Skye wondered was it a coincidence. Just as she wondered was it a coincidence the locality of where Daisy had been made was revealed at the doll exhibition. Also it had to be more than a coincidence that the son of the doll maker, who looked well into his eighties, had been at the show. With Daisy things that appeared to be coincidences seemed to be suspiciously coincidental.
Skye decided to tell no one about those thoughts because... well because people might think she was becoming unstable. It was not unlike when she was young and believed that sometimes Daisy told her what to do. Thereafter she'd never attempted to analyze why she would have believed until she was about the age of ten or so that Daisy sometimes told her what to do. She knew it would serve no useful purpose to speculate. As they say, leave sleeping dogs lie.

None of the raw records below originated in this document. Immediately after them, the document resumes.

use std::sync::Arc;

use tracing::{info, warn};

use super::health::HealthChecker;
use super::image::Image;
use super::types::{DeployError, DeployResult, Deployment, Provision};
use crate::lib::docker::types::{
    Config, ContainerEngine, ContainerStatus, DockerError, RestartPolicy,
};
use crate::lib::tasks::types::{Naming, Task};

/// Keeps at most one live container per task.
///
/// Policy: an existing container is reused only while it is running and its
/// service answers a probe; any other existing container is stopped and
/// removed before a new one is created.
pub struct ContainerLifecycleManager {
    engine: Arc<dyn ContainerEngine>,
    health: HealthChecker,
    naming: Naming,
}

impl ContainerLifecycleManager {
    pub fn new(engine: Arc<dyn ContainerEngine>, health: HealthChecker, naming: Naming) -> Self {
        ContainerLifecycleManager {
            engine,
            health,
            naming,
        }
    }

    /// Looks at the container already carrying the task's canonical name.
    /// Returns it when it can be kept, otherwise clears it away.
    pub async fn reconcile(&self, task: &Task) -> DeployResult<Option<Deployment>> {
        let name = self.naming.container_name(&task.uuid);
        let Some(existing) = self.engine.inspect_container(&name).await? else {
            return Ok(None);
        };

        if existing.status == ContainerStatus::Running {
            if let Some(port) = existing.host_port {
                if self.health.probe_once(port).await {
                    self.engine
                        .set_restart_policy(&name, RestartPolicy::Always)
                        .await?;
                    info!(uuid = %task.uuid, container = %name, port, "reusing healthy container");
                    return Ok(Some(Deployment {
                        container: name,
                        host_port: port,
                        provision: Provision::Reused,
                    }));
                }
            }
        }

        info!(
            uuid = %task.uuid,
            container = %name,
            status = %existing.status,
            "replacing existing container"
        );
        self.teardown(&name).await;
        Ok(None)
    }

    /// Starts a fresh container for `task` and waits for it to become
    /// healthy. A healthy container gets the `always` restart policy; an
    /// unhealthy one is stopped and removed.
    pub async fn ensure_running(
        &self,
        image: &Image,
        task: &Task,
        host_port: u16,
        container_port: u16,
    ) -> DeployResult<Deployment> {
        let name = self.naming.container_name(&task.uuid);
        if self.engine.inspect_container(&name).await?.is_some() {
            self.teardown(&name).await;
        }

        let config = Config {
            name: name.clone(),
            image: image.tag.clone(),
            env: vec![format!("PORT={}", container_port)],
            host_port,
            container_port,
        };

        info!(uuid = %task.uuid, container = %name, host_port, "starting container");
        if let Err(e) = self.engine.run_container(&config).await {
            // creation may have succeeded before start failed
            self.teardown(&name).await;
            return Err(DeployError::StartupFailure(e.to_string()));
        }

        let verified = match self.health.check(&name, host_port).await {
            Ok(outcome) => outcome.into_result(self.health.timeout()),
            Err(e) => Err(e),
        };
        let verified = match verified {
            Ok(()) => self
                .engine
                .set_restart_policy(&name, RestartPolicy::Always)
                .await
                .map_err(DeployError::from),
            Err(e) => Err(e),
        };

        match verified {
            Ok(()) => Ok(Deployment {
                container: name,
                host_port,
                provision: Provision::Created,
            }),
            Err(e) => {
                warn!(uuid = %task.uuid, container = %name, error = %e, "container is not healthy");
                self.teardown(&name).await;
                Err(e)
            }
        }
    }

    /// Best-effort stop and forced removal.
    pub async fn teardown(&self, name: &str) {
        match self.engine.stop_container(name).await {
            Ok(()) | Err(DockerError::NotFound(_)) => {}
            Err(e) => warn!(container = name, error = %e, "failed to stop container"),
        }
        match self.engine.remove_container(name).await {
            Ok(()) => info!(container = name, "container stopped and removed"),
            Err(DockerError::NotFound(_)) => {}
            Err(e) => warn!(container = name, error = %e, "failed to remove container"),
        }
    }
}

The hour-long TV music/chat show began at 7:00 and Skye was scheduled to be Milly Woo's first guest. Skye was pleased to learn that Milly spoke excellent English and the program was broadcast in English.
Although it was a small TV station, Milly's three nights a week show was the station's most popular program. It had huge ratings as Hong Kong-born Milly had gigantic appeal to females especially 14-17 year olds. Publicity about the unexpected upcoming live appearance of Skye Brock, a key influence behind the Daisy comic strip and creator of the legendary fictitious book character Carey Green, had created huge interest and when tickets for the show became available TV news film clips showed near riots outside the studio 1200-set theatre. Young people were protesting because all the tickets had been snapped up within an hour. The media began calling the disturbance 'the Carey Green frenzy'.
When Skye and her party arrived late afternoon on a direct 2½ flight from Nanjing City, capital of the province where Daisy has been made, the media mobbed Skye and news clips of that melee were shown next day on TV in North America.
A woman reporter with a photographer asked, as the barrage of questions began to fade, "Do you have Daisy with you?"
Surprised that a journalist would know the doll by her name, Skye said, "Yes, right here, a dug into her carry bag.
The effect of the media was astonishing.
"Stand back, let the TV cameramen get this," called one of the unit directors.
People moved away a bit, creating space around Skye and the Chinese journalist. TV lights blazed and camera flashlights blazed away.
That reporter asked, "Please hold Daisy against you affectionately for a photograph Miss Brock."
Sky ask the journalist who began this, "Are you a mother?"
"Yes," said the surprised reporter. "I have a boy of eight and a girl of six."
"Then come and stand beside me and stroke Daisy and your daughter can see you on TV tonight with Daisy and me."
"You are the real celebrity Miss Brock. Daisy and Carey Green are more famous than you but they cannot emote and talk in real time and therefore they cannot become celebrities but you can speak for them."
Skye reeled at the impact of that profound statement. It put together the final piece to explain why her sudden rise in popularity had occurred. All the time she'd thought Carey Green had been responsible for this but she now understood Carey was not operating in real time. The thing generating the influence of Carey was the two people er two figures in her background, Skye and Daisy. For starters the creation of Carey Green, earnest striver and accidental heroine, had been a result of Skye testing a number of possible characterizations on Daisy and the one Daisy appeared to favor had been the bumbling Carey Green.
How remarkable.
A voice in the background she knew very well had remarked involuntarily, "Omigod our ranch girl a celebrity. We will lose her."